On Mar 9, 2005, at 10:49 PM, Bjorn Nelson wrote:

> This sounds like what I was looking for.  Do you have any tips for 
> using this?  I was thinking about just having this to update freebsd 
> core and some etc files and then use portupgrade to update added 
> programs from ports.  Do you know of any good resources for this?  
> Exclude list repositories?


The original paper has some good information in it:

http://www.usenix.org/events/lisa03/tech/craig.html

The presentations on radmind.org contain alot of good information as 
well. Alot of it is very Mac OS X specific but the general concepts are 
the same for all platforms.

I think you'll quickly discover that it makes sense to manage as much 
as possible. There's a temptation to put large sections in the 
"negative space" like /etc or /usr/local until you hit an application 
that modifies so many files you can't locate them on your own. If you 
take the approach of managing everything you can guarantee that hosts 
are equivalent to each other.

The other trick is to logically separate the loadsets so that each one 
stands on it's own and can be shared.

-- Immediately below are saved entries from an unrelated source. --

//! Transposition table
//!
//! One contiguous buffer of 16-byte entries, addressed by `hash mod
//! entry_count`. Replacement is replace-always: under iterative deepening
//! the most recent result for a slot is the most valuable one, and the
//! policy keeps stores branch-free.
//!
//! The backing buffer is exclusively owned. Hosting code that runs searches
//! in an isolated context moves the whole table (or its buffer, via
//! [`TranspositionTable::into_buffer`]) in and out rather than copying it,
//! so cache warmth survives across successive move computations.

use super::entry::{Bound, ENTRY_SIZE, TTEntry};
use crate::error::EngineError;

/// Default table size in megabytes
pub const DEFAULT_TABLE_MB: usize = 4;

/// Bounded-memory search cache.
pub struct TranspositionTable {
    entries: Vec<TTEntry>,
}

impl TranspositionTable {
    /// Create a table of `mb` megabytes (at least one entry)
    pub fn new(mb: usize) -> TranspositionTable {
        let count = (mb * 1024 * 1024 / ENTRY_SIZE).max(1);
        TranspositionTable { entries: vec![TTEntry::EMPTY; count] }
    }

    /// Create a table over exactly `bytes` bytes. Fails fast when the size
    /// is zero or not a multiple of the entry size.
    pub fn with_capacity_bytes(bytes: usize) -> Result<TranspositionTable, EngineError> {
        if bytes == 0 || bytes % ENTRY_SIZE != 0 {
            return Err(EngineError::InvalidTableSize(bytes));
        }
        Ok(TranspositionTable { entries: vec![TTEntry::EMPTY; bytes / ENTRY_SIZE] })
    }

    /// Adopt an existing buffer (ownership transfer back from a worker).
    /// An empty buffer is rejected.
    pub fn from_buffer(entries: Vec<TTEntry>) -> Result<TranspositionTable, EngineError> {
        if entries.is_empty() {
            return Err(EngineError::InvalidTableSize(0));
        }
        Ok(TranspositionTable { entries })
    }

    /// Release the backing buffer for transfer into another context
    pub fn into_buffer(self) -> Vec<TTEntry> {
        self.entries
    }

    /// Number of entry slots
    #[inline]
    pub fn entry_count(&self) -> usize {
        self.entries.len()
    }

    /// Look up `key`. An index collision (different full hash in the slot)
    /// is a miss, not an error.
    #[inline]
    pub fn probe(&self, key: u32) -> Option<TTEntry> {
        let entry = self.entries[self.slot(key)];
        (entry.is_occupied() && entry.key() == key).then_some(entry)
    }

    /// Store a result, unconditionally overwriting the slot
    #[inline]
    pub fn store(&mut self, key: u32, score: i32, depth: u8, bound: Bound, best_move_index: i16) {
        let slot = self.slot(key);
        self.entries[slot] = TTEntry::new(key, score, depth, bound, best_move_index);
    }

    /// Zero the whole buffer
    pub fn clear(&mut self) {
        self.entries.fill(TTEntry::EMPTY);
    }

    #[inline]
    fn slot(&self, key: u32) -> usize {
        key as usize % self.entries.len()
    }
}

impl Default for TranspositionTable {
    fn default() -> Self {
        TranspositionTable::new(DEFAULT_TABLE_MB)
    }
}

#[cfg(test)]
mod tests {
    use super::*;

    #[test]
    fn test_default_capacity() {
        let tt = TranspositionTable::default();
        assert_eq!(tt.entry_count(), 4 * 1024 * 1024 / 16);
    }

    #[test]
    fn test_store_probe_roundtrip() {
        let mut tt = TranspositionTable::new(1);
        assert!(tt.probe(42).is_none());

        tt.store(42, -500, 6, Bound::Exact, 3);
        let e = tt.probe(42).unwrap();
        assert_eq!(e.key(), 42);
        assert_eq!(e.score(), -500);
        assert_eq!(e.depth(), 6);
        assert_eq!(e.bound(), Bound::Exact);
        assert_eq!(e.best_move_index(), 3);
    }

    #[test]
    fn test_index_collision_is_a_miss() {
        let mut tt = TranspositionTable::with_capacity_bytes(16 * 8).unwrap();
        let count = tt.entry_count() as u32;

        tt.store(5, 100, 2, Bound::Exact, 0);
        // Same slot, different full hash
        assert!(tt.probe(5 + count).is_none());

        // Replace-always: the colliding store wins
        tt.store(5 + count, 200, 1, Bound::Upper, 1);
        assert!(tt.probe(5).is_none());
        assert_eq!(tt.probe(5 + count).unwrap().score(), 200);
    }

    #[test]
    fn test_clear() {
        let mut tt = TranspositionTable::new(1);
        tt.store(7, 9, 1, Bound::Lower, 0);
        tt.clear();
        assert!(tt.probe(7).is_none());
    }

    #[test]
    fn test_wrong_buffer_size_fails_fast() {
        assert_eq!(
            TranspositionTable::with_capacity_bytes(0).err(),
            Some(EngineError::InvalidTableSize(0))
        );
        assert_eq!(
            TranspositionTable::with_capacity_bytes(17).err(),
            Some(EngineError::InvalidTableSize(17))
        );
        assert!(TranspositionTable::with_capacity_bytes(16).is_ok());
        assert!(TranspositionTable::from_buffer(Vec::new()).is_err());
    }

    #[test]
    fn test_buffer_transfer_preserves_contents() {
        let mut tt = TranspositionTable::new(1);
        tt.store(99, 1234, 5, Bound::Exact, 2);

        let buffer = tt.into_buffer();
        let tt = TranspositionTable::from_buffer(buffer).unwrap();
        assert_eq!(tt.probe(99).unwrap().score(), 1234);
    }
}
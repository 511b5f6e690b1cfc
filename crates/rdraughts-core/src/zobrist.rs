//! Incremental position hashing
//!
//! Zobrist hashing over (square, piece) keys plus a side-to-move key. The
//! key table is generated from a fixed seed so hashes are reproducible
//! across runs and platforms, and it is an explicit owned value rather than
//! a process-wide global so it can travel into isolated execution contexts
//! together with the table that depends on it.
//!
//! Search code must maintain hashes incrementally via [`Zobrist::apply_move`]
//! (XOR out vacated and captured squares, XOR in the landing square, toggle
//! the side key); recomputing from scratch at every node is O(50) instead of
//! O(squares changed).

use crate::position::Position;
use crate::types::{Move, Piece, PieceKind, Side, Square};
use rand::RngCore;
use rand::SeedableRng;
use rand_xoshiro::Xoshiro256PlusPlus;

/// Seed for the key table. Changing it invalidates stored hashes everywhere.
const KEY_TABLE_SEED: u64 = 0x8C5F_1A3E_D00D_2026;

/// Zobrist key table: one 32-bit key per (square, piece) pair plus one for
/// the side to move. 32 bits suffice for transposition indexing (entries are
/// verified against the full stored hash at probe time) and for repetition
/// detection over a single game's history.
pub struct Zobrist {
    piece_keys: [[u32; 4]; 51],
    side_key: u32,
}

impl Zobrist {
    /// Generate the key table from the fixed seed
    pub fn new() -> Zobrist {
        let mut rng = Xoshiro256PlusPlus::seed_from_u64(KEY_TABLE_SEED);
        let mut piece_keys = [[0u32; 4]; 51];
        for keys in piece_keys.iter_mut().skip(1) {
            for key in keys.iter_mut() {
                *key = rng.next_u32();
            }
        }
        let side_key = rng.next_u32();
        Zobrist { piece_keys, side_key }
    }

    /// Key for a piece on a square
    #[inline]
    pub fn piece_key(&self, sq: Square, piece: Piece) -> u32 {
        self.piece_keys[sq.index()][piece.index()]
    }

    /// Key toggled when Dark is to move
    #[inline]
    pub fn side_key(&self) -> u32 {
        self.side_key
    }

    /// Full hash of a position with the given side to move
    pub fn compute(&self, pos: &Position, side: Side) -> u32 {
        let mut hash = 0u32;
        for (sq, piece) in pos.pieces() {
            hash ^= self.piece_key(sq, piece);
        }
        if side == Side::Dark {
            hash ^= self.side_key;
        }
        hash
    }

    /// Hash after `side` plays `mv` on `pos`, derived incrementally from the
    /// hash of `(pos, side)`.
    pub fn apply_move(&self, hash: u32, pos: &Position, side: Side, mv: &Move) -> u32 {
        let from = mv.from();
        let to = mv.to();
        let piece = pos.piece_at(from).expect("move origin must be occupied");

        let mut hash = hash ^ self.piece_key(from, piece);
        for captured_sq in mv.captured_squares() {
            let captured = pos.piece_at(captured_sq).expect("captured square must be occupied");
            hash ^= self.piece_key(captured_sq, captured);
        }

        let placed = if piece.kind == PieceKind::Man && to.row() == side.promotion_row() {
            piece.promoted()
        } else {
            piece
        };
        hash ^= self.piece_key(to, placed);
        hash ^ self.side_key
    }
}

impl Default for Zobrist {
    fn default() -> Self {
        Zobrist::new()
    }
}

#[cfg(test)]
mod tests {
    use super::*;
    use crate::movegen::generate_legal_moves;

    #[test]
    fn test_hash_is_deterministic() {
        let a = Zobrist::new();
        let b = Zobrist::new();
        let pos = Position::initial();
        assert_eq!(a.compute(&pos, Side::Light), b.compute(&pos, Side::Light));
        assert_eq!(a.compute(&pos, Side::Light), a.compute(&pos, Side::Light));
    }

    #[test]
    fn test_side_to_move_changes_hash() {
        let z = Zobrist::new();
        let pos = Position::initial();
        let light = z.compute(&pos, Side::Light);
        let dark = z.compute(&pos, Side::Dark);
        assert_ne!(light, dark);
        assert_eq!(light ^ z.side_key(), dark);
    }

    #[test]
    fn test_incremental_matches_full_recompute() {
        let z = Zobrist::new();
        let mut pos = Position::initial();
        let mut side = Side::Light;
        let mut hash = z.compute(&pos, side);

        // Walk a handful of plies and verify the incremental hash at each
        for _ in 0..12 {
            let moves = generate_legal_moves(&pos, side);
            let Some(mv) = moves.first() else { break };
            hash = z.apply_move(hash, &pos, side, mv);
            pos = pos.apply(mv, side);
            side = side.opponent();
            assert_eq!(hash, z.compute(&pos, side));
        }
    }

    #[test]
    fn test_incremental_capture_and_promotion() {
        let z = Zobrist::new();
        let mut pos = Position::empty();
        pos.set_piece(Square::from_number(12), crate::types::Piece::man(Side::Light));
        pos.set_piece(Square::from_number(8), crate::types::Piece::man(Side::Dark));

        let moves = generate_legal_moves(&pos, Side::Light);
        assert_eq!(moves.len(), 1);
        let mv = &moves[0];
        assert!(mv.is_capture());

        // 12x3 lands on the back row and promotes
        let hash = z.compute(&pos, Side::Light);
        let next_hash = z.apply_move(hash, &pos, Side::Light, mv);
        let next = pos.apply(mv, Side::Light);
        assert_eq!(next_hash, z.compute(&next, Side::Dark));
    }
}
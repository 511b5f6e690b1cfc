//! Engine error taxonomy
//!
//! Only caller-input problems are reported as errors. Running out of the
//! time budget is not an error (the best completed-depth move is returned)
//! and a side with no legal moves is a game outcome, not a failure.

use thiserror::Error;

/// Errors reported to callers of the engine core.
#[derive(Debug, Error, Clone, Copy, PartialEq, Eq)]
pub enum EngineError {
    /// A square index outside 1-50 (the playable dark squares).
    #[error("invalid square index {0}: playable squares are 1-50")]
    InvalidSquare(u8),

    /// A caller-supplied move that is not legal in the given position.
    /// The position is left untouched.
    #[error("move is not legal for the side to move")]
    IllegalMove,

    /// A transposition table buffer whose size is zero or not a multiple
    /// of the entry size. Rejected at construction time.
    #[error("transposition table buffer of {0} bytes is not a positive multiple of 16")]
    InvalidTableSize(usize),

    /// A malformed position or move string.
    #[error("malformed notation: {0}")]
    InvalidNotation(&'static str),
}
//! Board squares and diagonal geometry
//!
//! The board is the standard 10x10 international draughts board. Only the
//! 50 dark squares are playable; they are numbered 1-50 left to right, top
//! to bottom, five per row. Index 0 is reserved so array-backed layouts can
//! use the square number directly.

use crate::error::EngineError;
use serde::{Deserialize, Serialize};
use std::fmt;

/// A playable dark square, numbered 1-50.
#[derive(Clone, Copy, Debug, PartialEq, Eq, Hash, PartialOrd, Ord, Serialize, Deserialize)]
#[serde(transparent)]
pub struct Square(u8);

/// One of the four diagonal directions.
///
/// "Up" is toward row 0 (the Dark back row), the direction Light men
/// advance in.
#[derive(Clone, Copy, Debug, PartialEq, Eq, Hash)]
pub enum Direction {
    UpLeft,
    UpRight,
    DownLeft,
    DownRight,
}

impl Direction {
    pub const ALL: [Direction; 4] =
        [Direction::UpLeft, Direction::UpRight, Direction::DownLeft, Direction::DownRight];

    /// Row delta of one diagonal step
    #[inline]
    pub const fn row_delta(self) -> i8 {
        match self {
            Direction::UpLeft | Direction::UpRight => -1,
            Direction::DownLeft | Direction::DownRight => 1,
        }
    }

    /// Column delta of one diagonal step
    #[inline]
    pub const fn col_delta(self) -> i8 {
        match self {
            Direction::UpLeft | Direction::DownLeft => -1,
            Direction::UpRight | Direction::DownRight => 1,
        }
    }
}

impl Square {
    /// Number of playable squares
    pub const COUNT: usize = 50;

    /// Create a square from its 1-50 number
    #[inline]
    pub const fn new(number: u8) -> Result<Square, EngineError> {
        if number >= 1 && number <= 50 {
            Ok(Square(number))
        } else {
            Err(EngineError::InvalidSquare(number))
        }
    }

    /// Create a square from a number known to be in 1-50
    ///
    /// Panics in debug builds if the number is out of range.
    #[inline]
    pub const fn from_number(number: u8) -> Square {
        debug_assert!(number >= 1 && number <= 50);
        Square(number)
    }

    /// The 1-50 square number
    #[inline]
    pub const fn number(self) -> u8 {
        self.0
    }

    /// Array index (1-50; index 0 of a 51-slot array is unused)
    #[inline]
    pub const fn index(self) -> usize {
        self.0 as usize
    }

    /// Board row, 0 (top, Dark back row) to 9 (bottom, Light back row)
    #[inline]
    pub const fn row(self) -> u8 {
        (self.0 - 1) / 5
    }

    /// Board column, 0-9. Dark squares sit on odd columns in even rows and
    /// even columns in odd rows.
    #[inline]
    pub const fn col(self) -> u8 {
        let r = self.row();
        2 * ((self.0 - 1) % 5) + (1 - r % 2)
    }

    /// Square at the given board coordinates, if it is a playable dark square
    pub const fn from_coords(row: i8, col: i8) -> Option<Square> {
        if row < 0 || row > 9 || col < 0 || col > 9 {
            return None;
        }
        // Dark squares: odd column on even rows, even column on odd rows
        if (col % 2) as u8 != 1 - (row % 2) as u8 {
            return None;
        }
        Some(Square((row as u8) * 5 + (col as u8) / 2 + 1))
    }

    /// Diagonally adjacent square in the given direction, if on the board
    #[inline]
    pub const fn step(self, dir: Direction) -> Option<Square> {
        Square::from_coords(
            self.row() as i8 + dir.row_delta(),
            self.col() as i8 + dir.col_delta(),
        )
    }

    /// Whether this square lies on the long diagonal (squares 5 to 46)
    #[inline]
    pub const fn on_long_diagonal(self) -> bool {
        self.col() == 9 - self.row()
    }

    /// Iterate over all 50 playable squares
    pub fn all() -> impl Iterator<Item = Square> {
        (1..=50).map(Square)
    }
}

impl fmt::Display for Square {
    fn fmt(&self, f: &mut fmt::Formatter<'_>) -> fmt::Result {
        write!(f, "{}", self.0)
    }
}

impl TryFrom<u8> for Square {
    type Error = EngineError;

    fn try_from(value: u8) -> Result<Self, Self::Error> {
        Square::new(value)
    }
}

#[cfg(test)]
mod tests {
    use super::*;

    #[test]
    fn test_square_bounds() {
        assert!(Square::new(0).is_err());
        assert!(Square::new(51).is_err());
        assert_eq!(Square::new(0), Err(EngineError::InvalidSquare(0)));
        assert!(Square::new(1).is_ok());
        assert!(Square::new(50).is_ok());
    }

    #[test]
    fn test_coords_roundtrip() {
        for sq in Square::all() {
            let back = Square::from_coords(sq.row() as i8, sq.col() as i8);
            assert_eq!(back, Some(sq));
        }
    }

    #[test]
    fn test_known_coordinates() {
        // Row 0 holds squares 1-5 on odd columns
        assert_eq!(Square::from_number(1).col(), 1);
        assert_eq!(Square::from_number(5).col(), 9);
        assert_eq!(Square::from_number(6).col(), 0);
        assert_eq!(Square::from_number(28).row(), 5);
        assert_eq!(Square::from_number(28).col(), 4);
        assert_eq!(Square::from_number(50).row(), 9);
        assert_eq!(Square::from_number(50).col(), 8);
    }

    #[test]
    fn test_light_squares_rejected() {
        // (0, 0) is a light square
        assert_eq!(Square::from_coords(0, 0), None);
        assert_eq!(Square::from_coords(5, 5), None);
        assert_eq!(Square::from_coords(-1, 1), None);
        assert_eq!(Square::from_coords(10, 1), None);
    }

    #[test]
    fn test_diagonal_steps() {
        // Square 28 sits in the middle; its neighbours are 22, 23, 32, 33
        let sq = Square::from_number(28);
        assert_eq!(sq.step(Direction::UpLeft), Some(Square::from_number(22)));
        assert_eq!(sq.step(Direction::UpRight), Some(Square::from_number(23)));
        assert_eq!(sq.step(Direction::DownLeft), Some(Square::from_number(32)));
        assert_eq!(sq.step(Direction::DownRight), Some(Square::from_number(33)));

        // Edges fall off the board
        assert_eq!(Square::from_number(5).step(Direction::UpRight), None);
        assert_eq!(Square::from_number(46).step(Direction::DownLeft), None);
    }

    #[test]
    fn test_long_diagonal() {
        let expected = [5u8, 10, 14, 19, 23, 28, 32, 37, 41, 46];
        let actual: Vec<u8> = Square::all()
            .filter(|sq| sq.on_long_diagonal())
            .map(|sq| sq.number())
            .collect();
        assert_eq!(actual, expected);
    }
}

I tend to create a loadset for 
each logical grouping of packages (xorg + dependencies or postgresql by 
itself).

If you have any other questions let me know, it can be hard to get 
started but once you're used to it it's a very very powerful tool and 
you can do some neat tricks (like setting up dozens of servers in a few 
minutes, duplicating a host for testing, instant DR, etc.).